Using diagrams of the human brain, Natalie explained how male and female brains work differently and how the brain changes as it develops. For example, Natalie mentioned that it is especially important for 10-14 year olds to avoid trauma at this crucial developmental stage.

As authors we need to remember that the age and sex of the protagonist affects how they will react to different situations. We need to ‘write up’. For example readers of 7-9 years old will want to read about a 10-11 year old.

We need to be conscious of the depth of language we use including the length of sentences and how many concepts are included. Older boys going through puberty (approx. 14) may need to have less complexity than they were previously used to.

Teenagers (14-17) will take more risks so the protagonist should too. They do this because their brain, in particular their Internalising Language area, is still not developed. They are following their gut instinct and reacting without thinking.

Internalising language includes self-reflection and the control of behaviour and future actions. Generally,

Girls – emotional outcome – ‘If I do that I will hurt someone’

Boys – relevancy to self – ‘If I do that what will happen to me?’

Boys tend to be less sensory so they seek bigger feedback, hence the risk taking. The need to sensory seek tends to increase at 9-10 years old.

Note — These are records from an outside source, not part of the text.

//! File-source drivers
//!
//! A driver is the abstract capability the pipeline needs from a remote
//! file source: list the archives in a directory, and stream one file
//! into a local sink. Drivers are synchronous (the underlying protocol
//! libraries are blocking) and always used from `spawn_blocking`
//! contexts; the factory seam lets tests substitute in-memory sources.

pub mod ftp;
pub mod sftp;

use std::io::Write;
use std::time::Duration;

use thiserror::Error;

use phenodcc_tracker::entities::protocol;
use phenodcc_tracker::FileSource;

/// Per-connection I/O timeout for newly established connections.
pub const CONNECT_TIMEOUT: Duration = Duration::from_secs(5 * 60);

pub type TransportResult<T> = std::result::Result<T, TransportError>;

#[derive(Debug, Error)]
pub enum TransportError {
    #[error("Failed to connect to '{host}': {message}")]
    Connect { host: String, message: String },

    #[error("Authentication with '{host}' failed: {message}")]
    Auth { host: String, message: String },

    #[error("Failed to list '{path}': {message}")]
    List { path: String, message: String },

    #[error("Failed to fetch '{path}': {message}")]
    Fetch { path: String, message: String },

    #[error("Unsupported file transfer protocol '{0}'")]
    UnsupportedProtocol(String),
}

impl TransportError {
    /// Stable short-name used when interning error-log rows.
    pub fn short_name(&self) -> &'static str {
        match self {
            TransportError::Connect { .. } => "ConnectException",
            TransportError::Auth { .. } => "AuthenticationException",
            TransportError::List { .. } => "ListException",
            TransportError::Fetch { .. } => "FetchException",
            TransportError::UnsupportedProtocol(_) => "UnsupportedProtocolException",
        }
    }
}

/// A remote directory entry that survived the `*.zip` filter.
#[derive(Debug, Clone, PartialEq, Eq)]
pub struct RemoteEntry {
    pub name: String,
    pub size: u64,
}

/// Blocking view of one live connection to a file source.
pub trait SourceDriver: Send {
    /// List the zip archives directly inside a remote directory.
    fn list_archives(&mut self, dir: &str) -> TransportResult<Vec<RemoteEntry>>;

    /// Stream a remote file into the sink.
    fn fetch(&mut self, path: &str, sink: &mut dyn Write) -> TransportResult<()>;

    /// Close the connection; errors during shutdown are ignored.
    fn close(&mut self) {}
}

/// Connection seam between workers and the transport libraries.
pub trait DriverFactory: Send + Sync {
    fn connect(&self, source: &FileSource) -> TransportResult<Box<dyn SourceDriver>>;
}

/// Production factory dispatching on the source's protocol row.
#[derive(Debug)]
pub struct StandardDriverFactory {
    pub connect_timeout: Duration,
}

impl Default for StandardDriverFactory {
    fn default() -> Self {
        Self {
            connect_timeout: CONNECT_TIMEOUT,
        }
    }
}

impl DriverFactory for StandardDriverFactory {
    fn connect(&self, source: &FileSource) -> TransportResult<Box<dyn SourceDriver>> {
        match source.protocol.as_str() {
            protocol::FTP => Ok(Box::new(ftp::FtpDriver::connect(source, self.connect_timeout)?)),
            protocol::SFTP => {
                Ok(Box::new(sftp::SftpDriver::connect(source, self.connect_timeout)?))
            }
            other => Err(TransportError::UnsupportedProtocol(other.to_string())),
        }
    }
}

/// Remote directory for a processing type: `<base_path><todo>`.
pub fn remote_dir(source: &FileSource, todo: &str) -> String {
    format!("{}{}", source.base_path, todo)
}

/// Remote path of an archive: `<base_path><todo>/<name>`.
pub fn remote_path(source: &FileSource, todo: &str, name: &str) -> String {
    format!("{}{}/{}", source.base_path, todo, name)
}

#[cfg(test)]
mod tests {
    use super::*;

    fn source(protocol: &str) -> FileSource {
        FileSource {
            id: 1,
            centre_id: 1,
            protocol: protocol.to_string(),
            hostname: "files.example.org".to_string(),
            base_path: "/impc/".to_string(),
            username: "anonymous".to_string(),
            accesskey: "secret".to_string(),
        }
    }

    #[test]
    fn http_sources_are_unsupported() {
        let factory = StandardDriverFactory::default();
        match factory.connect(&source("http")) {
            Err(TransportError::UnsupportedProtocol(p)) => assert_eq!(p, "http"),
            other => panic!("expected UnsupportedProtocol, got {:?}", other.is_ok()),
        }
    }

    #[test]
    fn remote_paths_follow_the_layout() {
        let s = source("ftp");
        assert_eq!(remote_dir(&s, "add"), "/impc/add");
        assert_eq!(
            remote_path(&s, "add", "ABCD_20140115_1.zip"),
            "/impc/add/ABCD_20140115_1.zip"
        );
    }
}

I was especially interested in this as my 10 year old son is already diagnosed as Sensory Seeking. So I asked the question ‘Does this mean his SS will increase?’ Hmmm the answer was yes. Batten down the hatches!

The final word … Don’t judge your child characters by your own expectations. Look at children their own age around you and see how they act and react.

I wonder if that’s why so many teachers take to writing? We are surrounded by inspiring characters!

Do you catch yourself thinking like an adult when you are writing for children? Or perhaps thinking like a child in ‘real life’!